Start of Block

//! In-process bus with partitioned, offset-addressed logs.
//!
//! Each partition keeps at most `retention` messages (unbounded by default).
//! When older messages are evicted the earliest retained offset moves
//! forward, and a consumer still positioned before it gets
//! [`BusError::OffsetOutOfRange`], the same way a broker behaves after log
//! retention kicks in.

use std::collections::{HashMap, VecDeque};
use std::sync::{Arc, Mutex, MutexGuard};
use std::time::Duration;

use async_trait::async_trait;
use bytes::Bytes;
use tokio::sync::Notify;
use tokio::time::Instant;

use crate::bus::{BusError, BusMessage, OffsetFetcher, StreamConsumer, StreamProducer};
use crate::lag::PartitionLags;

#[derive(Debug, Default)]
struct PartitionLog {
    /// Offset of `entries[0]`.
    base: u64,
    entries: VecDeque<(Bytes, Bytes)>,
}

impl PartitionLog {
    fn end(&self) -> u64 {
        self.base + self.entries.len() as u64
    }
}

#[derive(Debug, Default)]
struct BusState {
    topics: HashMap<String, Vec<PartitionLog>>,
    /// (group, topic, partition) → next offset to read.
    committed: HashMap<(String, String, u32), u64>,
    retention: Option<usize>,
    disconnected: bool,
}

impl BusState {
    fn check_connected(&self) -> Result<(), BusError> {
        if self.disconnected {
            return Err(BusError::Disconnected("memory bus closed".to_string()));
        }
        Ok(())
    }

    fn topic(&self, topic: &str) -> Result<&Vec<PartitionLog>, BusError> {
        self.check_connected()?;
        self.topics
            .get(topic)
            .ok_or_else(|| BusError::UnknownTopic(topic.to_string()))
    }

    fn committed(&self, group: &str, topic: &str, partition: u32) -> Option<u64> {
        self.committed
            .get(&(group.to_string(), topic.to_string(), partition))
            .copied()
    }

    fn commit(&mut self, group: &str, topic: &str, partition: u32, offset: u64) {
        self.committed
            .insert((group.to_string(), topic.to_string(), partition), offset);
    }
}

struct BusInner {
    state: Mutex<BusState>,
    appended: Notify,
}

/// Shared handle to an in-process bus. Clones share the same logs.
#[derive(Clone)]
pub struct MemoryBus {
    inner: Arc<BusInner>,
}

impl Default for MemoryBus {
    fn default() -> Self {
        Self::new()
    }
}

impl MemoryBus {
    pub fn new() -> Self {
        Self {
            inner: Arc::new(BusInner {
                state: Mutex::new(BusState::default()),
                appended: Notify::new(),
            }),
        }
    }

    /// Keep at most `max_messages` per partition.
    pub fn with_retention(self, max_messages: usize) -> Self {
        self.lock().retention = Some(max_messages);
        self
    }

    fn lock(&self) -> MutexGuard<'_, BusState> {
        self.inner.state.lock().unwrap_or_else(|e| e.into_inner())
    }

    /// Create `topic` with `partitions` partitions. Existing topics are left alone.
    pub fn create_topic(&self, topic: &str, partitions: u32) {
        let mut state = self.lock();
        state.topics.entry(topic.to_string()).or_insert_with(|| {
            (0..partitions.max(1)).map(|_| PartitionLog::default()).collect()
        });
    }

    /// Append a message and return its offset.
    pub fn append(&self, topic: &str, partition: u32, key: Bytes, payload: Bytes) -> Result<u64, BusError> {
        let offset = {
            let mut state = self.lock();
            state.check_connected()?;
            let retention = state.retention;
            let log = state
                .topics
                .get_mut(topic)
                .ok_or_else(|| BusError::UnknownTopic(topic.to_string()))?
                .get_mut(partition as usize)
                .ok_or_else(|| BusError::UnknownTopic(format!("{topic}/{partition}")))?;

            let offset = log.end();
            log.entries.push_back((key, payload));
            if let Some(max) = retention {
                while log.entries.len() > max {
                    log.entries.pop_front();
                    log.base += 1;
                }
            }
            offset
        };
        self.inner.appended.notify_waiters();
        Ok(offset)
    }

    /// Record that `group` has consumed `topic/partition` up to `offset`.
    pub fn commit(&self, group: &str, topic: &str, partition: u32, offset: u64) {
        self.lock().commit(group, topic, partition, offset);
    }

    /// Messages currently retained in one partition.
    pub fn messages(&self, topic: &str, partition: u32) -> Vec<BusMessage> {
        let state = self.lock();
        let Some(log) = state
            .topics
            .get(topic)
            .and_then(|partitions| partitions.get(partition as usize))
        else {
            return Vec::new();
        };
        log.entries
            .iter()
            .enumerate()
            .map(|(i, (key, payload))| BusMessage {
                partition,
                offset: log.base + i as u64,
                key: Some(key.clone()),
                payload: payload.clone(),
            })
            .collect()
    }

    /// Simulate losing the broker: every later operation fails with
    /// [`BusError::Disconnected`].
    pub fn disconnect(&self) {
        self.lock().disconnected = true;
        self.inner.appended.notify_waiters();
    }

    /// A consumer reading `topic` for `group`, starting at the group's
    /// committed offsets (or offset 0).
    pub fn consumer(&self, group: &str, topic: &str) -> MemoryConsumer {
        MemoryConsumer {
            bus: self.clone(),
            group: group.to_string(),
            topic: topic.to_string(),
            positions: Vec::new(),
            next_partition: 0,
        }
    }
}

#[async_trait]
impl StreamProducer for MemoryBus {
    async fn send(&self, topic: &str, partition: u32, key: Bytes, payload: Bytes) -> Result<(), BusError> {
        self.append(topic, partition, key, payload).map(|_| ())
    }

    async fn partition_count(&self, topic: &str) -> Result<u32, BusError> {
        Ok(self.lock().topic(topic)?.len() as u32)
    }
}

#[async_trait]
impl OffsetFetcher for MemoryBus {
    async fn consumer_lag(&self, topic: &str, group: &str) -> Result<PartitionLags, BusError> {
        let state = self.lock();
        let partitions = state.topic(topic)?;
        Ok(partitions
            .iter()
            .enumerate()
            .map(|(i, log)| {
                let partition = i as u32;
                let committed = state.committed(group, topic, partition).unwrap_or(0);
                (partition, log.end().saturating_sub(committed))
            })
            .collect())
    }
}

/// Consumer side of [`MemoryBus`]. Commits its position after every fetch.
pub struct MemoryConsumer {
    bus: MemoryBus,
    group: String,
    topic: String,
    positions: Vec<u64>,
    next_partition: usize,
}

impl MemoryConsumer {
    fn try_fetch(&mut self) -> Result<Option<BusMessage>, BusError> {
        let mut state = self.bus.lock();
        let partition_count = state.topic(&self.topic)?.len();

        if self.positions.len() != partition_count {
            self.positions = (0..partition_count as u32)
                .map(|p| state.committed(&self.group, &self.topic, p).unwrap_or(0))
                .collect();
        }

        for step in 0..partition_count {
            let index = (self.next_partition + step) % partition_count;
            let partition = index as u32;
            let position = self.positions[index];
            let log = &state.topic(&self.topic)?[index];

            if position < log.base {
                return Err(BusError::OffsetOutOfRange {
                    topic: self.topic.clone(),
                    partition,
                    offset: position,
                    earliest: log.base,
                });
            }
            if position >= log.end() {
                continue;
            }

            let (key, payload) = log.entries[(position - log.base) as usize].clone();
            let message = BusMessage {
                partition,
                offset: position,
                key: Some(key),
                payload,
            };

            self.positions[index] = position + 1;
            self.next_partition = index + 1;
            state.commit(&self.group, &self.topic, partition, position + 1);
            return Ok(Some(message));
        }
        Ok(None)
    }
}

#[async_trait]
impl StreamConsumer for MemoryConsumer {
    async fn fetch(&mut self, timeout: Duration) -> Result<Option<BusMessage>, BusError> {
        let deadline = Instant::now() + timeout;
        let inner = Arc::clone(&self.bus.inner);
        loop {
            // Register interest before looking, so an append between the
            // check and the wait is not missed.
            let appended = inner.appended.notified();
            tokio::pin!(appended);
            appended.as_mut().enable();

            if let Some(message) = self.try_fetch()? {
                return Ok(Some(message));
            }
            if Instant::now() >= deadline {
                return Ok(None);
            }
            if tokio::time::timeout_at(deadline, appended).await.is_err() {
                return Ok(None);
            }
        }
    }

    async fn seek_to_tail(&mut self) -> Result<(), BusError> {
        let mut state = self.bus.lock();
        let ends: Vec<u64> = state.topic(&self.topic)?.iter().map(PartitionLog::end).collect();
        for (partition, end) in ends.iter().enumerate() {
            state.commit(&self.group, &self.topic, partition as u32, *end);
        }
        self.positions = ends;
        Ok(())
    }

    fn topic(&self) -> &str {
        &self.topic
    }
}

End of Block
Start of Block

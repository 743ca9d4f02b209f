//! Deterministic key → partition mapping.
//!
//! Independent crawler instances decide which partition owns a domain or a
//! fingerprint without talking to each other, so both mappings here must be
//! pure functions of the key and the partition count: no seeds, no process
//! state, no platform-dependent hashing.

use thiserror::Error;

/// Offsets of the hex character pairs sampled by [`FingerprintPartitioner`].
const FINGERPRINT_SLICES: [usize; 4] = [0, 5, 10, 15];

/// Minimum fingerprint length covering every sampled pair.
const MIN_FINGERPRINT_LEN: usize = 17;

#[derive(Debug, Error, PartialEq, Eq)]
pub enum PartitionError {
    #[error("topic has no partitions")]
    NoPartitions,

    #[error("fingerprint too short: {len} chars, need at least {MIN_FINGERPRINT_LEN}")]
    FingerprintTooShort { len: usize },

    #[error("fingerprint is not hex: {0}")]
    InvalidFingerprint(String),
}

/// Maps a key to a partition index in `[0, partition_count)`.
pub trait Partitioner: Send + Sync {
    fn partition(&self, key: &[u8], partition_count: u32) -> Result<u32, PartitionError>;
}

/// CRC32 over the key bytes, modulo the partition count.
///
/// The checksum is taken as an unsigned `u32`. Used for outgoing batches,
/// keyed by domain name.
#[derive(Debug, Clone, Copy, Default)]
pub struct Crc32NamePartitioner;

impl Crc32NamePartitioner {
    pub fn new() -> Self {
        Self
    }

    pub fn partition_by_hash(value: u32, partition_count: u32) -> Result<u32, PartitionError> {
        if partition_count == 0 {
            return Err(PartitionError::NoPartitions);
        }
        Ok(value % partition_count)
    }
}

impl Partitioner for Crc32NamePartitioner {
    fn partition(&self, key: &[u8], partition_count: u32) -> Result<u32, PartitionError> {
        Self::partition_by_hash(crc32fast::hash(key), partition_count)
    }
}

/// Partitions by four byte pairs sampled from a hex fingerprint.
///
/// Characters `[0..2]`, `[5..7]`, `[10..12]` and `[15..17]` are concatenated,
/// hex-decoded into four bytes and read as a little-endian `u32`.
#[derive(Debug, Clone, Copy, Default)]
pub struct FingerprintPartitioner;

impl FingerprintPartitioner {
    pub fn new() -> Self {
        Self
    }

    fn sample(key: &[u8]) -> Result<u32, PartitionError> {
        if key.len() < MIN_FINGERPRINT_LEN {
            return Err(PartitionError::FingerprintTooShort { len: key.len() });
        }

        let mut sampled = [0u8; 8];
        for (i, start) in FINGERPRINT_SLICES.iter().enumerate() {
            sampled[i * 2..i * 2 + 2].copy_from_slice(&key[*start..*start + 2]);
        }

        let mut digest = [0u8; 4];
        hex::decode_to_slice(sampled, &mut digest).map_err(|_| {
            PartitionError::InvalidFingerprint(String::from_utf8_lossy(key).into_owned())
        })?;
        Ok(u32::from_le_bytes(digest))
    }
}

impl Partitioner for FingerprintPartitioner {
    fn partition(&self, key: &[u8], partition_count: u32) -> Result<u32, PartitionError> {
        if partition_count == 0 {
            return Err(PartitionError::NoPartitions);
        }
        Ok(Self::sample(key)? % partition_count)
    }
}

End of Block

#### Task details
Where a line in the records above contains the string "UnknownTopic", return that line.

#### Answer
            .ok_or_else(|| BusError::UnknownTopic(topic.to_string()))
                .ok_or_else(|| BusError::UnknownTopic(topic.to_string()))?
                .ok_or_else(|| BusError::UnknownTopic(format!("{topic}/{partition}")))?;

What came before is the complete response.